**What is being asked**
Exactly as they appear below, repeat the lines from the one with "pub async fn" through the one with "let mut attempts = Vec::new();", and no others.

:::::

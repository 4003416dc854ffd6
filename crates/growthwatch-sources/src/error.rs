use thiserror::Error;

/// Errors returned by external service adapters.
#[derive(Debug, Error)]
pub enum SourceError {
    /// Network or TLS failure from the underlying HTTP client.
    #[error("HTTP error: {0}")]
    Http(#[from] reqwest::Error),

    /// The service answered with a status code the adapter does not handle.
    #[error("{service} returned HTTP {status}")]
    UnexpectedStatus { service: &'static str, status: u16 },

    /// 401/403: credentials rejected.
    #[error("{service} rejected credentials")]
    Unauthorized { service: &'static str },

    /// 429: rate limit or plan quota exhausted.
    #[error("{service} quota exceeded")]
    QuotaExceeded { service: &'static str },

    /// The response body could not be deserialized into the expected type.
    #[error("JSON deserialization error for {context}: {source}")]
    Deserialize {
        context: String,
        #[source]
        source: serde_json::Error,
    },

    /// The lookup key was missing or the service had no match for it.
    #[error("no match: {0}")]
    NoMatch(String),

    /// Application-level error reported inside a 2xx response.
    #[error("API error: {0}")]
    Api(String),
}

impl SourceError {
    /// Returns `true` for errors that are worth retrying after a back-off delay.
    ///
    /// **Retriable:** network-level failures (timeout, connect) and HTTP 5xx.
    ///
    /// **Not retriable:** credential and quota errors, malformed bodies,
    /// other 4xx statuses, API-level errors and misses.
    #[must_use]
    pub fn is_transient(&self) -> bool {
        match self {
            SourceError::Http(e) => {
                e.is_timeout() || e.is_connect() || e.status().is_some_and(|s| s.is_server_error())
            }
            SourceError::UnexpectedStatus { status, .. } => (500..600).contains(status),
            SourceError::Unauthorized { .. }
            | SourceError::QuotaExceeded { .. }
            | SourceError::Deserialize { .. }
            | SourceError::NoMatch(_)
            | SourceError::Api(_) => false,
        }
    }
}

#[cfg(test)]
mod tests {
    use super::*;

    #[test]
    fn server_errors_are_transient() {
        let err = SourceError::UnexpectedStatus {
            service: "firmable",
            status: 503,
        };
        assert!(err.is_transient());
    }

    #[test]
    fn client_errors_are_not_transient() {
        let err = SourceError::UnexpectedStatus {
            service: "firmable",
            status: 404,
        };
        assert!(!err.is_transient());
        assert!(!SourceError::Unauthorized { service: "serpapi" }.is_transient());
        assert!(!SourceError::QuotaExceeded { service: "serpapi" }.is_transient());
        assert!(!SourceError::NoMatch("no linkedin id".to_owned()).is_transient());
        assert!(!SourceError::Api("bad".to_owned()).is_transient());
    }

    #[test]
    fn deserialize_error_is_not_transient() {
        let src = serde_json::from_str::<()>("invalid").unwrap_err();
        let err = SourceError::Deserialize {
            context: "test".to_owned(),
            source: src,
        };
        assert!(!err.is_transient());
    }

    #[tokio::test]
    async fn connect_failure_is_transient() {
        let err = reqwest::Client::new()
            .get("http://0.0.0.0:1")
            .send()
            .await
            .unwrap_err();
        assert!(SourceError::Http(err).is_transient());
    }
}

:::::

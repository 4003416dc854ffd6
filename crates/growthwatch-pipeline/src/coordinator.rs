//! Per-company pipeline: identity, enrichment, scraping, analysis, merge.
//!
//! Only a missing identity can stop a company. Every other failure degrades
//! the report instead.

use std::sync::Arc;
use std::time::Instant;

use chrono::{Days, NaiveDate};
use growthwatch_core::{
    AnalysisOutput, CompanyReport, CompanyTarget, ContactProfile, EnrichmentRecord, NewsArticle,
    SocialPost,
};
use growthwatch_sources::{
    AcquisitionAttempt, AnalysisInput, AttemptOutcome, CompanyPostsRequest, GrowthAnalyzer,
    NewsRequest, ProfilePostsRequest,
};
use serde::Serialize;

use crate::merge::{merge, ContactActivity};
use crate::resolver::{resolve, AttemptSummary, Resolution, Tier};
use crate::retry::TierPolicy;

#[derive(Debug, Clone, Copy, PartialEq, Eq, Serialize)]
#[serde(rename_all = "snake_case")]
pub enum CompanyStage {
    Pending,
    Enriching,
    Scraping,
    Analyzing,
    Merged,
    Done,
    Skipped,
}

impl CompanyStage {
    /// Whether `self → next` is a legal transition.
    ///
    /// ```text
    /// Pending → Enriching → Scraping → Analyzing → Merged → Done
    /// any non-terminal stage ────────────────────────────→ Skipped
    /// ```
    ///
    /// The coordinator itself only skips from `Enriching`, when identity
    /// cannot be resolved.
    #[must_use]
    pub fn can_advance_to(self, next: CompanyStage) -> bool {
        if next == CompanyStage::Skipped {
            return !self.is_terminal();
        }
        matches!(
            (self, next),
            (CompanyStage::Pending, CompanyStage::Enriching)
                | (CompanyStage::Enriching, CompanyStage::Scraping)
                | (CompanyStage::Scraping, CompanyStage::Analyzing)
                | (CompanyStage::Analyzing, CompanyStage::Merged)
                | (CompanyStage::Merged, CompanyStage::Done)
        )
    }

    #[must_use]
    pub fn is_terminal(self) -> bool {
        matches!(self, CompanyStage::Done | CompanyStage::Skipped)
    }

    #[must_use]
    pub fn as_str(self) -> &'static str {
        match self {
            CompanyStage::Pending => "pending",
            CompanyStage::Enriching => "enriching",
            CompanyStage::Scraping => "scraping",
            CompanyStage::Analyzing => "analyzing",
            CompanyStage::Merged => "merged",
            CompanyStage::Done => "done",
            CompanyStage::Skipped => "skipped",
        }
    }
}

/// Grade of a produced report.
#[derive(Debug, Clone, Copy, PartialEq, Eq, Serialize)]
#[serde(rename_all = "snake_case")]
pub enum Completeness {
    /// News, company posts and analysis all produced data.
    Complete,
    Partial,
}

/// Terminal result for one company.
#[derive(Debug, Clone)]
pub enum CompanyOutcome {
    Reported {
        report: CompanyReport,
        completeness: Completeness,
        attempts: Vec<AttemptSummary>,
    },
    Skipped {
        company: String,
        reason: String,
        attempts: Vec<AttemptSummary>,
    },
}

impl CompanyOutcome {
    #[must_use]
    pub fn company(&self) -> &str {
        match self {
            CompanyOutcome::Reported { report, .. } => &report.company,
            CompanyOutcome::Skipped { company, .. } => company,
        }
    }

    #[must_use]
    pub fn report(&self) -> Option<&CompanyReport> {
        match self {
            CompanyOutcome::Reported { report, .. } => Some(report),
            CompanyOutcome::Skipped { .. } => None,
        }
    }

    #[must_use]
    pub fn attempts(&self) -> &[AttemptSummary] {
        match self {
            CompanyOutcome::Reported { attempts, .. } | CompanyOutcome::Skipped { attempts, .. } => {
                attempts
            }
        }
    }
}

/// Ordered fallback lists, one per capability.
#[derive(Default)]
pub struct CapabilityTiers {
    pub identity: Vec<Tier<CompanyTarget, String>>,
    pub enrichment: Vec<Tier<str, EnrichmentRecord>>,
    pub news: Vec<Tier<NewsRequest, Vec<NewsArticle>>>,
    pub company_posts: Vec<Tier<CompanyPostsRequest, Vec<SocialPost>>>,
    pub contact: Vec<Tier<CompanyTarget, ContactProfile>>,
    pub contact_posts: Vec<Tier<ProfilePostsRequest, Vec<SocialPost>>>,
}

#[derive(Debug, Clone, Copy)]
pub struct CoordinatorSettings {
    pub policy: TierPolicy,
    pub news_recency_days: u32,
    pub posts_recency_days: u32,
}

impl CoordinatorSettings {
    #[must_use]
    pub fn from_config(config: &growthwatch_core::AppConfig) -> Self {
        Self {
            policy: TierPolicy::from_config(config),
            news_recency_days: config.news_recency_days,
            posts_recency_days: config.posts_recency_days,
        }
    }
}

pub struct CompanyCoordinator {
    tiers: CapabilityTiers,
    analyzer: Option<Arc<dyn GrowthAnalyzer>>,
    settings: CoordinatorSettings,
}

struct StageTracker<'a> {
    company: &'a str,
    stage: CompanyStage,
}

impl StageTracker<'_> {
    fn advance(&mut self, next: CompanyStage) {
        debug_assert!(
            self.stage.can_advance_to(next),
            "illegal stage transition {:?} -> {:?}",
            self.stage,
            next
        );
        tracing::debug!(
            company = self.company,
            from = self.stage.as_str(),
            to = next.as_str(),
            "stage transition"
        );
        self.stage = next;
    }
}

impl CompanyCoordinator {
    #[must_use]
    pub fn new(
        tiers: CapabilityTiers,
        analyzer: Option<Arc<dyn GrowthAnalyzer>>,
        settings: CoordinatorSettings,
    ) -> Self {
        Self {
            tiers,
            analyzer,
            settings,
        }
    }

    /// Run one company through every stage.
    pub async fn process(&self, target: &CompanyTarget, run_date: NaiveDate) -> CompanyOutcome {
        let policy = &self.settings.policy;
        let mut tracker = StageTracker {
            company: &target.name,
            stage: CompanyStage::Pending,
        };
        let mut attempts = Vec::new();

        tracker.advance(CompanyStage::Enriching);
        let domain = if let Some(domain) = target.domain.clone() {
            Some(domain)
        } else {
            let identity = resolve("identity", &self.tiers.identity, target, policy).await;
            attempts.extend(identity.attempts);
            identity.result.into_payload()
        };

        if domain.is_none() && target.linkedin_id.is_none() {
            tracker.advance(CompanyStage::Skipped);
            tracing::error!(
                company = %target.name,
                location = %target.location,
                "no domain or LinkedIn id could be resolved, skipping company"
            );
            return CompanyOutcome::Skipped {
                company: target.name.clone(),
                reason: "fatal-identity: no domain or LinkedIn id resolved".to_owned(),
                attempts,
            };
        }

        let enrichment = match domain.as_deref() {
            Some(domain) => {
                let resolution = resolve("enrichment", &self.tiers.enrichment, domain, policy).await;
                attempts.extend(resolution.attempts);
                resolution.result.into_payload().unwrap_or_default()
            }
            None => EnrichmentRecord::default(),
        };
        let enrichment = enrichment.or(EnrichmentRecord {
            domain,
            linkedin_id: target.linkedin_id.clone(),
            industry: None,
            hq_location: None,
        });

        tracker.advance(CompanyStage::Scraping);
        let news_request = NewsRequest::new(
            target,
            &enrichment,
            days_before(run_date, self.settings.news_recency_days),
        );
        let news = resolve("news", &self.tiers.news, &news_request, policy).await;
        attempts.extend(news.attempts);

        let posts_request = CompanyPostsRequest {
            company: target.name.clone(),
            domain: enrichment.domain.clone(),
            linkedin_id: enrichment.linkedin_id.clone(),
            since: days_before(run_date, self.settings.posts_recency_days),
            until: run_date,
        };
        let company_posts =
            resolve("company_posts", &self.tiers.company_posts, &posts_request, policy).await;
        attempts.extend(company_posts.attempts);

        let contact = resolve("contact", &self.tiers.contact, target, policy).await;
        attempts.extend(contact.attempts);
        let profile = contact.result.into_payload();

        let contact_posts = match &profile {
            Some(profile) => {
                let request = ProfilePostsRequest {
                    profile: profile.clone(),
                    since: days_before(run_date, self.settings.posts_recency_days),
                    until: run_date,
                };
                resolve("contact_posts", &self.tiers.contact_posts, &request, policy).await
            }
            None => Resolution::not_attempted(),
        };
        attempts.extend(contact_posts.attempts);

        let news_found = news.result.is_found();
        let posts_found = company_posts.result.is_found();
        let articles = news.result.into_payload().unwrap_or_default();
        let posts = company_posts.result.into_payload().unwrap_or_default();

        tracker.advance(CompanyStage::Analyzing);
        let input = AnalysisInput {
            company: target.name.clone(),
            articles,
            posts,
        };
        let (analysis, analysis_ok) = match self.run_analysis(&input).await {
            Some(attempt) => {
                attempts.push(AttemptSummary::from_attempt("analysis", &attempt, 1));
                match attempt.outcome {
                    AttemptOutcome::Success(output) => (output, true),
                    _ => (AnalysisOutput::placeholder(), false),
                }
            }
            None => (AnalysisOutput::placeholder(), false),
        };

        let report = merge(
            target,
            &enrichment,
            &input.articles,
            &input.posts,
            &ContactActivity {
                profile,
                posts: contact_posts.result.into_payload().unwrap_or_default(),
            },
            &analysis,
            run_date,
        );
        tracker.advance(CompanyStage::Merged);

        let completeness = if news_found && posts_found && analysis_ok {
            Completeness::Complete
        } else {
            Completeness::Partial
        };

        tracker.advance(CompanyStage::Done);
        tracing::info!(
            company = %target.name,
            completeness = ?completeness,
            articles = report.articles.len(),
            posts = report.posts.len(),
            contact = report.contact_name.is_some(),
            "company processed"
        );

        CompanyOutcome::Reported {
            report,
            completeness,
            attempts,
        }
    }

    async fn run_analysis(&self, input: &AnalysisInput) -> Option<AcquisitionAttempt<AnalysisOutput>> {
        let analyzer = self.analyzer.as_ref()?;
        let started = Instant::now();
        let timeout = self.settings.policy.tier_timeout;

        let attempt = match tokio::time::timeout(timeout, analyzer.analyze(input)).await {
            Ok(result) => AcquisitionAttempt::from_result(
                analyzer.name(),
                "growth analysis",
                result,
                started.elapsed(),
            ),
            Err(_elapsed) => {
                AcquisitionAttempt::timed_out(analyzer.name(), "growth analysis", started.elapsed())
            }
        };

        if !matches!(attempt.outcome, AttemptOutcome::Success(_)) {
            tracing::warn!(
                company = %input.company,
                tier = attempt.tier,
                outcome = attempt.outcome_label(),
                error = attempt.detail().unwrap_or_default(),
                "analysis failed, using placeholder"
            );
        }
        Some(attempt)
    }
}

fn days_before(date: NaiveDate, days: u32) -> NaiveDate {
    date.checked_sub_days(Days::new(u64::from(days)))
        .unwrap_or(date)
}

:::::

**Written solution**
    pub async fn process(&self, target: &CompanyTarget, run_date: NaiveDate) -> CompanyOutcome {
        let policy = &self.settings.policy;
        let mut tracker = StageTracker {
            company: &target.name,
            stage: CompanyStage::Pending,
        };
        let mut attempts = Vec::new();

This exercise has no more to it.